I'm using the Google Sheets API to fetch data from a sheet where numbers use a European locale. The input Google Sheet looks like this:
product_price impressions clicks ctr avg_click_price total_spent orders 2296,00 2184 117 5,36 12,63 1478,20 3
However, when I fetch the data using worksheet.get_all_records() and process it in Python, the numbers are misinterpreted.
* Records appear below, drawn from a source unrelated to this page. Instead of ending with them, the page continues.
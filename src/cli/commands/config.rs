//! Config command - show or edit configuration

use crate::cli::args::{ConfigAction, ConfigArgs};
use crate::config::{Config, ConfigManager};
use crate::error::{GitVarsError, GitVarsResult};
use crate::ui::{self, UiContext};
use std::path::PathBuf;

const VALID_KEYS: [&str; 4] = [
    "general.log_format",
    "git.program",
    "git.timeout_ms",
    "export.file",
];

/// Execute the config command
pub async fn execute(
    args: ConfigArgs,
    config: &Config,
    manager: &ConfigManager,
) -> GitVarsResult<()> {
    match args.action {
        None | Some(ConfigAction::Show) => show_config(config),
        Some(ConfigAction::Path) => show_path(manager),
        Some(ConfigAction::Init { force }) => init_config(manager, force).await?,
        Some(ConfigAction::Set { key, value }) => set_value(manager, config, &key, &value).await?,
    }

    Ok(())
}

fn show_config(config: &Config) {
    let toml =
        toml::to_string_pretty(config).unwrap_or_else(|_| "Error serializing config".to_string());
    println!("{}", toml);
}

fn show_path(manager: &ConfigManager) {
    println!("{}", manager.path().display());
}

async fn init_config(manager: &ConfigManager, force: bool) -> GitVarsResult<()> {
    let ctx = UiContext::detect();
    let path = manager.path();

    if manager.exists().await && !force {
        ui::step_warn_hint(
            &ctx,
            &format!("Config already exists at {}", path.display()),
            "Use --force to overwrite",
        );
        return Ok(());
    }

    manager.save(&Config::default()).await?;

    ui::step_ok_detail(
        &ctx,
        "Configuration initialized",
        &path.display().to_string(),
    );

    Ok(())
}

async fn set_value(
    manager: &ConfigManager,
    config: &Config,
    key: &str,
    value: &str,
) -> GitVarsResult<()> {
    let ctx = UiContext::detect();

    let config = match apply(config, key, value) {
        Ok(config) => config,
        Err(GitVarsError::User(reason)) if reason.starts_with("Unknown config key") => {
            ui::step_error_detail(&ctx, "Unknown config key", key);
            ui::remark(&ctx, &format!("Valid keys: {}", VALID_KEYS.join(", ")));
            return Ok(());
        }
        Err(e) => return Err(e),
    };

    manager.save(&config).await?;
    ui::step_ok(&ctx, &format!("Set {} = {}", key, value));

    Ok(())
}

/// Apply a dot-separated key to a copy of `config`
fn apply(config: &Config, key: &str, value: &str) -> GitVarsResult<Config> {
    let mut config = config.clone();
    let parts: Vec<&str> = key.split('.').collect();

    match parts.as_slice() {
        ["general", "log_format"] => config.general.log_format = value.to_string(),
        ["git", "program"] => config.git.program = value.to_string(),
        ["git", "timeout_ms"] => {
            config.git.timeout_ms = value.parse().map_err(|_| {
                GitVarsError::User(format!(
                    "Invalid timeout: {}. Use a positive number of milliseconds",
                    value
                ))
            })?
        }
        ["export", "file"] => config.export.file = PathBuf::from(value),
        _ => return Err(GitVarsError::User(format!("Unknown config key: {}", key))),
    }

    config.validate().map_err(GitVarsError::User)?;
    Ok(config)
}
For example, I get:
product_price impressions clicks ctr avg_click_price total_spent orders 229600 2184 117 536 1263 147820 3
Here’s the part of my code for processing the data:
sheet_data = worksheet.get_all_records()
# Processing integer columns
for col in integer_columns:
if col in df.columns:
logger.info(f"Processing integer column {col}...")
df[col] = (
df[col]
.astype(str) # Convert to string
.str.replace("\u00A0", "") # Remove non-breaking spaces
.str.replace(" ", "") # Remove regular spaces
.str.extract(r"(\d+,.-)") # Keep only digits
.apply(locale.atof) # Convert to float based on locale
)
I suspect the issue is related to how numbers with commas and dots (e.g., 2296,00) are parsed. Google Sheets in pl_PL locale. The locale seems to be ignored, and the numbers are multiplied by 100 for float numbers.
How can I correctly parse and handle float and integer numbers in this format using Python, so the output matches the original values without creating two loops for integer and float numbers?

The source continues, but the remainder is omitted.